Jazz legend Herbie Hancock on his career and future

This Sunday, Americans will get the chance to see some of our nation's great entertainers at the Kennedy Center Honors. The ceremony honors actress Shirley MacLaine and four music legends, including Herbie Hancock.

 

 For Hancock, it's the acknowledgment of a career that began when he was a little boy and the Grammy Hall-of-Famer is now working on fine-tuning his life story.

He recently talked with “CBS This Morning” co-host Norah O’Donnell about the award, his influence on rap music and his catalog of over 100 albums.

Hancock’s six decade career knows no barriers. The artist has recorded blues, funk, pop and of course classical music, which is where it all began. He told O’Donnell that he started playing the piano at age seven.

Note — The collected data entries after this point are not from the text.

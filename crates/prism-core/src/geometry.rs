//! Target-size computation and resampling.
//!
//! Dimension math is kept in [`target_dimensions`] (pure, unit testable);
//! [`resize`] applies it to a raster.

use image::imageops::FilterType;
use serde::{Deserialize, Serialize};

use crate::error::{ProcessError, ProcessResult};
use crate::pipeline::RasterImage;

/// Resampling quality.
#[derive(Debug, Clone, Copy, PartialEq, Eq, Default, Serialize, Deserialize)]
#[serde(rename_all = "lowercase")]
pub enum ResizeQuality {
    /// Nearest neighbour
    Fast,
    /// Bilinear (area-weighted when shrinking)
    Balanced,
    /// Lanczos3
    #[default]
    High,
}

impl ResizeQuality {
    /// Parse a quality name (case-insensitive).
    pub fn parse(s: &str) -> Option<Self> {
        match s.to_lowercase().as_str() {
            "fast" | "low" => Some(Self::Fast),
            "balanced" | "medium" => Some(Self::Balanced),
            "high" | "best" => Some(Self::High),
            _ => None,
        }
    }

    fn filter(self) -> FilterType {
        match self {
            Self::Fast => FilterType::Nearest,
            Self::Balanced => FilterType::Triangle,
            Self::High => FilterType::Lanczos3,
        }
    }
}

/// Requested output size.
#[derive(Debug, Clone, PartialEq, Serialize, Deserialize)]
pub struct ResizeOptions {
    /// Target width in pixels
    pub width: Option<f64>,
    /// Target height in pixels
    pub height: Option<f64>,
    /// Uniform scale in percent; takes precedence over width/height
    pub percentage: Option<f64>,
    /// Derive or fit the missing dimension from the source aspect ratio
    pub maintain_aspect_ratio: bool,
    /// Resampling quality
    pub quality: ResizeQuality,
}

impl Default for ResizeOptions {
    fn default() -> Self {
        Self {
            width: None,
            height: None,
            percentage: None,
            maintain_aspect_ratio: true,
            quality: ResizeQuality::default(),
        }
    }
}

impl ResizeOptions {
    /// Scale both dimensions by `percentage` percent.
    pub fn percent(percentage: f64) -> Self {
        Self {
            percentage: Some(percentage),
            ..Self::default()
        }
    }

    /// Target an explicit box.
    pub fn exact(width: f64, height: f64, maintain_aspect_ratio: bool) -> Self {
        Self {
            width: Some(width),
            height: Some(height),
            maintain_aspect_ratio,
            ..Self::default()
        }
    }
}

fn usable(value: Option<f64>) -> Option<f64> {
    value.filter(|v| v.is_finite() && *v > 0.0)
}

fn to_pixels(value: f64) -> u32 {
    value.round().clamp(1.0, u32::MAX as f64) as u32
}

/// Compute output dimensions for a `src_w × src_h` source.
///
/// Rules, in order:
/// - `percentage` scales both sides by p/100.
/// - both sides given: exact, or the largest aspect-preserving fit inside the box.
/// - one side given: the other is derived from the source ratio, or kept as-is.
///
/// Results are rounded to the nearest pixel, never below 1.
pub fn target_dimensions(src_w: u32, src_h: u32, options: &ResizeOptions) -> ProcessResult<(u32, u32)> {
    if src_w == 0 || src_h == 0 {
        return Err(ProcessError::dimension("source image has no pixels"));
    }
    let (sw, sh) = (src_w as f64, src_h as f64);

    if let Some(p) = options.percentage {
        if !p.is_finite() || p <= 0.0 {
            return Err(ProcessError::dimension(format!(
                "percentage must be a positive number (got {p})"
            )));
        }
        return Ok((to_pixels(sw * p / 100.0), to_pixels(sh * p / 100.0)));
    }

    let dims = match (usable(options.width), usable(options.height)) {
        (None, None) => {
            return Err(ProcessError::dimension(format!(
                "width {:?} and height {:?} are not positive finite numbers",
                options.width, options.height
            )))
        }
        (Some(w), Some(h)) if options.maintain_aspect_ratio => {
            let scale = (w / sw).min(h / sh);
            (sw * scale, sh * scale)
        }
        (Some(w), Some(h)) => (w, h),
        (Some(w), None) if options.maintain_aspect_ratio => (w, w * sh / sw),
        (Some(w), None) => (w, sh),
        (None, Some(h)) if options.maintain_aspect_ratio => (h * sw / sh, h),
        (None, Some(h)) => (sw, h),
    };
    Ok((to_pixels(dims.0), to_pixels(dims.1)))
}

/// Resize a raster, returning the new raster and the achieved dimensions.
pub fn resize(
    image: RasterImage,
    options: &ResizeOptions,
    max_dimension: u32,
) -> ProcessResult<(RasterImage, (u32, u32))> {
    let (width, height) = target_dimensions(image.width, image.height, options)?;
    if width > max_dimension || height > max_dimension {
        return Err(ProcessError::dimension(format!(
            "{width}x{height} exceeds the {max_dimension}px limit"
        )));
    }
    if (width, height) == (image.width, image.height) {
        return Ok((image, (width, height)));
    }

    tracing::trace!(
        "Resizing {}x{} -> {}x{} ({:?})",
        image.width,
        image.height,
        width,
        height,
        options.quality
    );
    let pixels = image
        .pixels
        .resize_exact(width, height, options.quality.filter());
    Ok((image.with_pixels(pixels), (width, height)))
}
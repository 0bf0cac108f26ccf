//! ZIP packaging of finished batches.
//!
//! Layout:
//!
//! ```text
//! converted/<output name>
//! originals/<source name>     (optional)
//! ```
//!
//! Names that repeat inside a folder get a ` (2)`, ` (3)`, ... suffix
//! before the extension.

use std::collections::HashSet;
use std::fs::File;
use std::io::{Cursor, Seek, Write};
use std::path::Path;

use zip::write::SimpleFileOptions;
use zip::{CompressionMethod, ZipWriter};

use super::job::{BatchJob, ItemStatus};
use crate::error::{ProcessError, ProcessResult};

pub const CONVERTED_DIR: &str = "converted";
pub const ORIGINALS_DIR: &str = "originals";

/// What went into an archive.
#[derive(Debug, Clone, Default, PartialEq, Eq)]
pub struct ArchiveManifest {
    /// Entry paths in write order
    pub entries: Vec<String>,
}

fn archive_error(e: impl std::fmt::Display) -> ProcessError {
    ProcessError::Archive(e.to_string())
}

/// Pick a name not yet in `taken`, recording it.
pub fn unique_name(taken: &mut HashSet<String>, name: &str) -> String {
    if taken.insert(name.to_string()) {
        return name.to_string();
    }
    let (stem, ext) = match name.rsplit_once('.') {
        Some((stem, ext)) if !stem.is_empty() => (stem, Some(ext)),
        _ => (name, None),
    };
    let mut n = 2;
    loop {
        let candidate = match ext {
            Some(ext) => format!("{stem} ({n}).{ext}"),
            None => format!("{stem} ({n})"),
        };
        if taken.insert(candidate.clone()) {
            return candidate;
        }
        n += 1;
    }
}

/// Write the successful outputs of `job` (and optionally their originals).
///
/// Failed and pending items are skipped.
pub fn write_archive<W: Write + Seek>(
    writer: W,
    job: &BatchJob,
    include_originals: bool,
) -> ProcessResult<ArchiveManifest> {
    let mut zip = ZipWriter::new(writer);
    let deflated = SimpleFileOptions::default().compression_method(CompressionMethod::Deflated);
    let mut manifest = ArchiveManifest::default();
    let mut converted_names = HashSet::new();
    let mut original_names = HashSet::new();

    for item in job.items().iter().filter(|i| i.status() == ItemStatus::Done) {
        let Some(output) = item.output() else { continue };

        let entry = format!(
            "{CONVERTED_DIR}/{}",
            unique_name(&mut converted_names, &output.output_name)
        );
        zip.start_file(entry.as_str(), deflated).map_err(archive_error)?;
        zip.write_all(&output.encoded.bytes).map_err(archive_error)?;
        manifest.entries.push(entry);

        if include_originals {
            let entry = format!(
                "{ORIGINALS_DIR}/{}",
                unique_name(&mut original_names, &item.name())
            );
            item.source.with_bytes(|bytes| {
                zip.start_file(entry.as_str(), deflated).map_err(archive_error)?;
                zip.write_all(bytes).map_err(archive_error)
            })?;
            manifest.entries.push(entry);
        }
    }

    zip.finish().map_err(archive_error)?;
    tracing::debug!("Archived {} entries", manifest.entries.len());
    Ok(manifest)
}

/// Build the archive in memory.
pub fn archive_to_vec(job: &BatchJob, include_originals: bool) -> ProcessResult<(Vec<u8>, ArchiveManifest)> {
    let mut cursor = Cursor::new(Vec::new());
    let manifest = write_archive(&mut cursor, job, include_originals)?;
    Ok((cursor.into_inner(), manifest))
}

/// Write the archive to `path`.
pub fn write_archive_file(path: &Path, job: &BatchJob, include_originals: bool) -> ProcessResult<ArchiveManifest> {
    let file = File::create(path).map_err(|source| ProcessError::Io {
        path: path.to_path_buf(),
        source,
    })?;
    write_archive(file, job, include_originals)
}
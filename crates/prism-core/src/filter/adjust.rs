//! Parametric adjustments.
//!
//! Sepia, brightness, contrast, saturation and hue rotation are composed into
//! one affine color matrix (CSS filter semantics, applied in that order) and
//! run in a single pass. Blur, sharpen and vignette follow as separate passes.

use image::{Rgba, RgbaImage};

use super::FilterConfig;
use crate::math::to_u8;

/// 3×4 affine transform on RGB in 0-255 space.
#[derive(Debug, Clone, Copy, PartialEq)]
pub struct ColorMatrix([[f32; 4]; 3]);

impl ColorMatrix {
    pub const IDENTITY: ColorMatrix = ColorMatrix([
        [1.0, 0.0, 0.0, 0.0],
        [0.0, 1.0, 0.0, 0.0],
        [0.0, 0.0, 1.0, 0.0],
    ]);

    /// `amount` in [0, 1].
    pub fn sepia(amount: f32) -> Self {
        let k = 1.0 - amount.clamp(0.0, 1.0);
        ColorMatrix([
            [0.393 + 0.607 * k, 0.769 - 0.769 * k, 0.189 - 0.189 * k, 0.0],
            [0.349 - 0.349 * k, 0.686 + 0.314 * k, 0.168 - 0.168 * k, 0.0],
            [0.272 - 0.272 * k, 0.534 - 0.534 * k, 0.131 + 0.869 * k, 0.0],
        ])
    }

    /// Multiplier; 1.0 is neutral.
    pub fn brightness(factor: f32) -> Self {
        Self::scale(factor, 0.0)
    }

    /// Multiplier around mid-gray; 1.0 is neutral.
    pub fn contrast(factor: f32) -> Self {
        Self::scale(factor, (0.5 - 0.5 * factor) * 255.0)
    }

    /// Multiplier; 0 is grayscale, 1.0 is neutral.
    pub fn saturate(s: f32) -> Self {
        ColorMatrix([
            [0.213 + 0.787 * s, 0.715 - 0.715 * s, 0.072 - 0.072 * s, 0.0],
            [0.213 - 0.213 * s, 0.715 + 0.285 * s, 0.072 - 0.072 * s, 0.0],
            [0.213 - 0.213 * s, 0.715 - 0.715 * s, 0.072 + 0.928 * s, 0.0],
        ])
    }

    pub fn hue_rotate(degrees: f32) -> Self {
        let (sin, cos) = degrees.to_radians().sin_cos();
        ColorMatrix([
            [
                0.213 + cos * 0.787 - sin * 0.213,
                0.715 - cos * 0.715 - sin * 0.715,
                0.072 - cos * 0.072 + sin * 0.928,
                0.0,
            ],
            [
                0.213 - cos * 0.213 + sin * 0.143,
                0.715 + cos * 0.285 + sin * 0.140,
                0.072 - cos * 0.072 - sin * 0.283,
                0.0,
            ],
            [
                0.213 - cos * 0.213 - sin * 0.787,
                0.715 - cos * 0.715 + sin * 0.715,
                0.072 + cos * 0.928 + sin * 0.072,
                0.0,
            ],
        ])
    }

    fn scale(factor: f32, offset: f32) -> Self {
        ColorMatrix([
            [factor, 0.0, 0.0, offset],
            [0.0, factor, 0.0, offset],
            [0.0, 0.0, factor, offset],
        ])
    }

    /// Compose: the result applies `self` first, then `next`.
    pub fn then(&self, next: &ColorMatrix) -> ColorMatrix {
        let (a, b) = (&next.0, &self.0);
        let mut out = [[0.0f32; 4]; 3];
        for i in 0..3 {
            for j in 0..4 {
                let mut v = (0..3).map(|k| a[i][k] * b[k][j]).sum::<f32>();
                if j == 3 {
                    v += a[i][3];
                }
                out[i][j] = v;
            }
        }
        ColorMatrix(out)
    }

    pub fn apply(&self, rgb: [f32; 3]) -> [f32; 3] {
        let m = &self.0;
        let mut out = [0.0f32; 3];
        for (i, row) in m.iter().enumerate() {
            out[i] = row[0] * rgb[0] + row[1] * rgb[1] + row[2] * rgb[2] + row[3];
        }
        out
    }

    /// Matrix for the color part of `config`.
    pub fn from_config(config: &FilterConfig) -> Self {
        ColorMatrix::sepia(config.sepia / 100.0)
            .then(&ColorMatrix::brightness(config.brightness / 100.0))
            .then(&ColorMatrix::contrast(config.contrast / 100.0))
            .then(&ColorMatrix::saturate(config.saturation / 100.0))
            .then(&ColorMatrix::hue_rotate(config.hue))
    }
}

/// Apply every parametric adjustment in `config` (already intensity-scaled).
pub fn apply_adjustments(image: &RgbaImage, config: &FilterConfig) -> RgbaImage {
    let matrix = ColorMatrix::from_config(config);
    let mut out = if matrix == ColorMatrix::IDENTITY {
        image.clone()
    } else {
        apply_matrix(image, &matrix)
    };

    if config.blur > 0.0 {
        out = image::imageops::blur(&out, config.blur);
    }
    if config.sharpen > 0.0 {
        out = unsharp_mask(&out, config.sharpen / 100.0 * 1.5, 1.0);
    }
    if config.vignette > 0.0 {
        vignette(&mut out, config.vignette / 100.0);
    }
    out
}

fn apply_matrix(image: &RgbaImage, matrix: &ColorMatrix) -> RgbaImage {
    let mut out = image.clone();
    for pixel in out.pixels_mut() {
        let [r, g, b, a] = pixel.0;
        let [nr, ng, nb] = matrix.apply([r as f32, g as f32, b as f32]);
        *pixel = Rgba([to_u8(nr), to_u8(ng), to_u8(nb), a]);
    }
    out
}

/// Unsharp mask: `src + amount × (src − blurred)` on color channels.
fn unsharp_mask(image: &RgbaImage, amount: f32, sigma: f32) -> RgbaImage {
    let blurred = image::imageops::blur(image, sigma);
    let mut out = image.clone();
    for (dst, soft) in out.pixels_mut().zip(blurred.pixels()) {
        for c in 0..3 {
            let s = dst[c] as f32;
            dst[c] = to_u8(s + amount * (s - soft[c] as f32));
        }
    }
    out
}

/// Darken toward the corners; `strength` in [0, 1].
fn vignette(image: &mut RgbaImage, strength: f32) {
    let (w, h) = image.dimensions();
    let (cx, cy) = (w as f32 / 2.0, h as f32 / 2.0);
    let max_dist = (cx * cx + cy * cy).sqrt().max(f32::EPSILON);
    for (x, y, pixel) in image.enumerate_pixels_mut() {
        let dx = x as f32 + 0.5 - cx;
        let dy = y as f32 + 0.5 - cy;
        let d = (dx * dx + dy * dy).sqrt() / max_dist;
        let factor = 1.0 - strength * d * d;
        for c in 0..3 {
            pixel[c] = to_u8(pixel[c] as f32 * factor);
        }
    }
}
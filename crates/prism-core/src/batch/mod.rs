//! Batch processing: item state, orchestration, and archive packaging.
//!
//! # Usage
//!
//! ```rust,ignore
//! use prism_core::batch::{BatchJob, BatchRunner, CancelToken, NoProgress};
//!
//! let mut job = BatchJob::new(paths);
//! let runner = BatchRunner::new(processor, &config.batch);
//! let summary = runner.run(&mut job, &options, &NoProgress, &CancelToken::new()).await;
//! let (zip, _) = prism_core::batch::archive_to_vec(&job, false)?;
//! ```

pub mod archive;
pub mod job;
pub mod runner;

pub use archive::{archive_to_vec, unique_name, write_archive, write_archive_file, ArchiveManifest};
pub use job::{BatchCounts, BatchItem, BatchJob, ItemError, ItemStatus, SourceRef, TransitionError};
pub use runner::{BatchRunner, BatchSummary, CancelToken, CompletionNotifier, NoProgress, ProgressSink};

“When I was six, my best friend's parents bought him a piano,” said Hancock. “My mother noticed that every time I would go to his house, the first thing I would say to him was ‘Levester’  - His name was Levester - I said, ‘Levester, can I go play your piano?’ So, on my 7th birthday, my parents bought me a piano.”

By 11-years-old, Hancock was so skilled he played with the Chicago Symphony and at 22-years-old, Blue Note Records in Chicago released his first album and on it, his first hit, “Watermelon Man.” The next year, Miles Davis asked him to join his quintet.

Hancock told O’Donnell that for the first few months he played with Miles he was “nervous every time,” yet it was a “wonderful experience.”  

“He was so nurturing,” he said. “He would always find a way to say something that would cause us to have to figure out what he meant. That's what a master teacher does.”

Hancock spent five years as Davis' master student and ended up changing the game for jazz bands. No one had ever used the keyboard like he did and does.

“I've been curious ever since I was a little kid.  You know, I used to-- tear apart clocks and things 'cause I was always wondering how things worked, you know,” he said. “So, that curiosity spills over into music and out of my curiosity, I wondered, what would happen if you put this with that?" 

What happened was a musical career full of surprises and a catalog of more than 100 albums. On the record "Future Shock," there was a single called “Rockit” which is often credited for influencing rap music and rise of the D.J. Hancock told O’Donnell that “evidently it did.”

“It was the first record from the hip-hop generation that really emerged on the popular scene and from that point on, it wasn't underground anymore,” he said. “It was a huge record.”

The 73-year-old Buddhist, who is also a professor and a good will ambassador for UNESCO, says that's what life and music are about now -- the human connection.

O’Donnell asked the musician about playing a wrong note when performing with Davis.

“I hit a wrong chord. It was amazing.  And-- Miles is playing his solo, getting to the peak of his solo and then, I played this chord that was so wrong. It was so wrong,” he said. “I thought I had just, like … a house of cards and I just destroyed them all, you know?  And Miles just took a breath and he played some notes that made my chord right.”

Hancock told O’Donnell that he couldn’t figure out how Davis did that to his sour note.

“It took me years to realize Miles didn't judge my chord, I did,” he said.  

For Hancock, that early lesson wasn't just about jazz, it was about life and now, it's his turn to be the master teacher.